What to do -> Starting at the first entry, print everything through the last exactly.

Data in this exercise ->
____

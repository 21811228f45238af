// Export pipeline
//
// Every exporter is a pure function of (Architecture, Config). The
// Exporter front picks one by format and wraps the result in an artifact.

pub mod details;
pub mod diagrams;
pub mod html;
pub mod json;
pub mod markdown;
pub mod pdf;
pub mod php;
pub mod templates;

pub use diagrams::DiagramGenerator;
pub use html::HtmlExporter;
pub use pdf::{PdfRenderer, WkhtmltopdfRenderer};
pub use templates::TemplateEngine;

use crate::analysis::Architecture;
use crate::config::Config;
use crate::error::{Error, Result};
use serde::Serialize;
use std::fmt;
use std::fs;
use std::path::Path;
use std::str::FromStr;
use tracing::info;

/// Output formats
#[derive(Debug, Clone, Copy, PartialEq, Eq, Hash, Serialize)]
#[serde(rename_all = "lowercase")]
pub enum ExportFormat {
    Json,
    Markdown,
    Html,
    Pdf,
    Php,
}

impl ExportFormat {
    pub const ALL: [ExportFormat; 5] = [
        ExportFormat::Json,
        ExportFormat::Markdown,
        ExportFormat::Html,
        ExportFormat::Pdf,
        ExportFormat::Php,
    ];

    pub fn as_str(&self) -> &'static str {
        match self {
            ExportFormat::Json => "json",
            ExportFormat::Markdown => "markdown",
            ExportFormat::Html => "html",
            ExportFormat::Pdf => "pdf",
            ExportFormat::Php => "php",
        }
    }

    pub fn mime_type(&self) -> &'static str {
        match self {
            ExportFormat::Json => "application/json",
            ExportFormat::Markdown => "text/markdown",
            ExportFormat::Html => "text/html",
            ExportFormat::Pdf => "application/pdf",
            ExportFormat::Php => "application/x-php",
        }
    }

    pub fn extension(&self) -> &'static str {
        match self {
            ExportFormat::Json => "json",
            ExportFormat::Markdown => "md",
            ExportFormat::Html => "html",
            ExportFormat::Pdf => "pdf",
            ExportFormat::Php => "php",
        }
    }
}

impl fmt::Display for ExportFormat {
    fn fmt(&self, f: &mut fmt::Formatter<'_>) -> fmt::Result {
        f.write_str(self.as_str())
    }
}

impl FromStr for ExportFormat {
    type Err = Error;

    fn from_str(s: &str) -> Result<Self> {
        match s.trim().to_ascii_lowercase().as_str() {
            "json" => Ok(ExportFormat::Json),
            "markdown" | "md" => Ok(ExportFormat::Markdown),
            "html" => Ok(ExportFormat::Html),
            "pdf" => Ok(ExportFormat::Pdf),
            "php" | "source" => Ok(ExportFormat::Php),
            _ => Err(Error::UnsupportedFormat(s.to_string())),
        }
    }
}

/// Rendered bytes of an artifact
#[derive(Debug, Clone, PartialEq, Eq)]
pub enum ArtifactContent {
    Text(String),
    Binary(Vec<u8>),
}

impl ArtifactContent {
    pub fn as_bytes(&self) -> &[u8] {
        match self {
            ArtifactContent::Text(text) => text.as_bytes(),
            ArtifactContent::Binary(bytes) => bytes,
        }
    }

    pub fn len(&self) -> usize {
        self.as_bytes().len()
    }

    pub fn is_empty(&self) -> bool {
        self.len() == 0
    }
}

/// One exported document
#[derive(Debug, Clone, PartialEq, Eq)]
pub struct ExportArtifact {
    pub format: ExportFormat,
    pub content: ArtifactContent,
    pub mime_type: String,
    pub extension: String,
}

impl ExportArtifact {
    pub fn text(format: ExportFormat, text: String) -> Self {
        Self::new(format, ArtifactContent::Text(text))
    }

    pub fn binary(format: ExportFormat, bytes: Vec<u8>) -> Self {
        Self::new(format, ArtifactContent::Binary(bytes))
    }

    fn new(format: ExportFormat, content: ArtifactContent) -> Self {
        Self {
            format,
            content,
            mime_type: format.mime_type().to_string(),
            extension: format.extension().to_string(),
        }
    }

    /// Text content, `None` for binary artifacts
    pub fn as_text(&self) -> Option<&str> {
        match &self.content {
            ArtifactContent::Text(text) => Some(text),
            ArtifactContent::Binary(_) => None,
        }
    }

    /// Write the artifact, creating parent directories as needed
    pub fn write_to(&self, path: &Path) -> Result<()> {
        if let Some(parent) = path.parent().filter(|p| !p.as_os_str().is_empty()) {
            fs::create_dir_all(parent)?;
        }
        fs::write(path, self.content.as_bytes())?;
        info!(path = %path.display(), bytes = self.content.len(), "artifact written");
        Ok(())
    }
}

/// Format dispatcher over the individual exporters
pub struct Exporter {
    config: Config,
    pdf: Box<dyn PdfRenderer>,
}

impl Exporter {
    pub fn new(config: Config) -> Self {
        let pdf = WkhtmltopdfRenderer::new(config.export.pdf.binary.clone());
        Self {
            config,
            pdf: Box::new(pdf),
        }
    }

    pub fn with_pdf_renderer(mut self, renderer: Box<dyn PdfRenderer>) -> Self {
        self.pdf = renderer;
        self
    }

    pub fn config(&self) -> &Config {
        &self.config
    }

    /// Fails when a collaborator the format needs is absent
    pub fn check_available(&self, format: ExportFormat) -> Result<()> {
        if format == ExportFormat::Pdf && !self.pdf.is_available() {
            return Err(Error::missing_dependency(
                self.pdf.name(),
                "install it or set export.pdf.binary in the config",
            ));
        }
        Ok(())
    }

    pub fn export(&self, architecture: &Architecture, format: ExportFormat) -> Result<ExportArtifact> {
        self.check_available(format)?;

        let artifact = match format {
            ExportFormat::Json => {
                ExportArtifact::text(format, json::render(architecture, &self.config.export.json)?)
            }
            ExportFormat::Markdown => ExportArtifact::text(
                format,
                markdown::render(architecture, &self.title(architecture), &self.config.export.markdown),
            ),
            ExportFormat::Html => {
                let exporter = HtmlExporter::new(self.config.export.html.template.clone());
                ExportArtifact::text(format, exporter.render(architecture, &self.title(architecture))?)
            }
            ExportFormat::Pdf => {
                let options = &self.config.export.pdf;
                let exporter = HtmlExporter::new(options.template.clone());
                let markup = exporter.render(architecture, &self.title(architecture))?;
                let markup = pdf::prepare_markup(&markup, options);
                ExportArtifact::binary(format, self.pdf.render(&markup, options)?)
            }
            ExportFormat::Php => ExportArtifact::text(format, php::render(architecture, &self.config)),
        };

        info!(
            format = %format,
            bytes = artifact.content.len(),
            "export rendered"
        );
        Ok(artifact)
    }

    /// Configured title, else the project name
    pub fn title(&self, architecture: &Architecture) -> String {
        self.config
            .export
            .title
            .clone()
            .unwrap_or_else(|| format!("{} Architecture", architecture.metadata.project))
    }
}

____

Reply ->
repository 21811228f45238af
// Export pipeline
//
// Every exporter is a pure function of (Architecture, Config). The
// Exporter front picks one by format and wraps the result in an artifact.

pub mod details;
pub mod diagrams;
pub mod html;
pub mod json;
pub mod markdown;
pub mod pdf;
pub mod php;
pub mod templates;

pub use diagrams::DiagramGenerator;
pub use html::HtmlExporter;
pub use pdf::{PdfRenderer, WkhtmltopdfRenderer};
pub use templates::TemplateEngine;

use crate::analysis::Architecture;
use crate::config::Config;
use crate::error::{Error, Result};
use serde::Serialize;
use std::fmt;
use std::fs;
use std::path::Path;
use std::str::FromStr;
use tracing::info;

/// Output formats
#[derive(Debug, Clone, Copy, PartialEq, Eq, Hash, Serialize)]
#[serde(rename_all = "lowercase")]
pub enum ExportFormat {
    Json,
    Markdown,
    Html,
    Pdf,
    Php,
}

impl ExportFormat {
    pub const ALL: [ExportFormat; 5] = [
        ExportFormat::Json,
        ExportFormat::Markdown,
        ExportFormat::Html,
        ExportFormat::Pdf,
        ExportFormat::Php,
    ];

    pub fn as_str(&self) -> &'static str {
        match self {
            ExportFormat::Json => "json",
            ExportFormat::Markdown => "markdown",
            ExportFormat::Html => "html",
            ExportFormat::Pdf => "pdf",
            ExportFormat::Php => "php",
        }
    }

    pub fn mime_type(&self) -> &'static str {
        match self {
            ExportFormat::Json => "application/json",
            ExportFormat::Markdown => "text/markdown",
            ExportFormat::Html => "text/html",
            ExportFormat::Pdf => "application/pdf",
            ExportFormat::Php => "application/x-php",
        }
    }

    pub fn extension(&self) -> &'static str {
        match self {
            ExportFormat::Json => "json",
            ExportFormat::Markdown => "md",
            ExportFormat::Html => "html",
            ExportFormat::Pdf => "pdf",
            ExportFormat::Php => "php",
        }
    }
}

impl fmt::Display for ExportFormat {
    fn fmt(&self, f: &mut fmt::Formatter<'_>) -> fmt::Result {
        f.write_str(self.as_str())
    }
}

impl FromStr for ExportFormat {
    type Err = Error;

    fn from_str(s: &str) -> Result<Self> {
        match s.trim().to_ascii_lowercase().as_str() {
            "json" => Ok(ExportFormat::Json),
            "markdown" | "md" => Ok(ExportFormat::Markdown),
            "html" => Ok(ExportFormat::Html),
            "pdf" => Ok(ExportFormat::Pdf),
            "php" | "source" => Ok(ExportFormat::Php),
            _ => Err(Error::UnsupportedFormat(s.to_string())),
        }
    }
}

/// Rendered bytes of an artifact
#[derive(Debug, Clone, PartialEq, Eq)]
pub enum ArtifactContent {
    Text(String),
    Binary(Vec<u8>),
}

impl ArtifactContent {
    pub fn as_bytes(&self) -> &[u8] {
        match self {
            ArtifactContent::Text(text) => text.as_bytes(),
            ArtifactContent::Binary(bytes) => bytes,
        }
    }

    pub fn len(&self) -> usize {
        self.as_bytes().len()
    }

    pub fn is_empty(&self) -> bool {
        self.len() == 0
    }
}

/// One exported document
#[derive(Debug, Clone, PartialEq, Eq)]
pub struct ExportArtifact {
    pub format: ExportFormat,
    pub content: ArtifactContent,
    pub mime_type: String,
    pub extension: String,
}

impl ExportArtifact {
    pub fn text(format: ExportFormat, text: String) -> Self {
        Self::new(format, ArtifactContent::Text(text))
    }

    pub fn binary(format: ExportFormat, bytes: Vec<u8>) -> Self {
        Self::new(format, ArtifactContent::Binary(bytes))
    }

    fn new(format: ExportFormat, content: ArtifactContent) -> Self {
        Self {
            format,
            content,
            mime_type: format.mime_type().to_string(),
            extension: format.extension().to_string(),
        }
    }

    /// Text content, `None` for binary artifacts
    pub fn as_text(&self) -> Option<&str> {
        match &self.content {
            ArtifactContent::Text(text) => Some(text),
            ArtifactContent::Binary(_) => None,
        }
    }

    /// Write the artifact, creating parent directories as needed
    pub fn write_to(&self, path: &Path) -> Result<()> {
        if let Some(parent) = path.parent().filter(|p| !p.as_os_str().is_empty()) {
            fs::create_dir_all(parent)?;
        }
        fs::write(path, self.content.as_bytes())?;
        info!(path = %path.display(), bytes = self.content.len(), "artifact written");
        Ok(())
    }
}

/// Format dispatcher over the individual exporters
pub struct Exporter {
    config: Config,
    pdf: Box<dyn PdfRenderer>,
}

impl Exporter {
    pub fn new(config: Config) -> Self {
        let pdf = WkhtmltopdfRenderer::new(config.export.pdf.binary.clone());
        Self {
            config,
            pdf: Box::new(pdf),
        }
    }

    pub fn with_pdf_renderer(mut self, renderer: Box<dyn PdfRenderer>) -> Self {
        self.pdf = renderer;
        self
    }

    pub fn config(&self) -> &Config {
        &self.config
    }

    /// Fails when a collaborator the format needs is absent
    pub fn check_available(&self, format: ExportFormat) -> Result<()> {
        if format == ExportFormat::Pdf && !self.pdf.is_available() {
            return Err(Error::missing_dependency(
                self.pdf.name(),
                "install it or set export.pdf.binary in the config",
            ));
        }
        Ok(())
    }

    pub fn export(&self, architecture: &Architecture, format: ExportFormat) -> Result<ExportArtifact> {
        self.check_available(format)?;

        let artifact = match format {
            ExportFormat::Json => {
                ExportArtifact::text(format, json::render(architecture, &self.config.export.json)?)
            }
            ExportFormat::Markdown => ExportArtifact::text(
                format,
                markdown::render(architecture, &self.title(architecture), &self.config.export.markdown),
            ),
            ExportFormat::Html => {
                let exporter = HtmlExporter::new(self.config.export.html.template.clone());
                ExportArtifact::text(format, exporter.render(architecture, &self.title(architecture))?)
            }
            ExportFormat::Pdf => {
                let options = &self.config.export.pdf;
                let exporter = HtmlExporter::new(options.template.clone());
                let markup = exporter.render(architecture, &self.title(architecture))?;
                let markup = pdf::prepare_markup(&markup, options);
                ExportArtifact::binary(format, self.pdf.render(&markup, options)?)
            }
            ExportFormat::Php => ExportArtifact::text(format, php::render(architecture, &self.config)),
        };

        info!(
            format = %format,
            bytes = artifact.content.len(),
            "export rendered"
        );
        Ok(artifact)
    }

    /// Configured title, else the project name
    pub fn title(&self, architecture: &Architecture) -> String {
        self.config
            .export
            .title
            .clone()
            .unwrap_or_else(|| format!("{} Architecture", architecture.metadata.project))
    }
}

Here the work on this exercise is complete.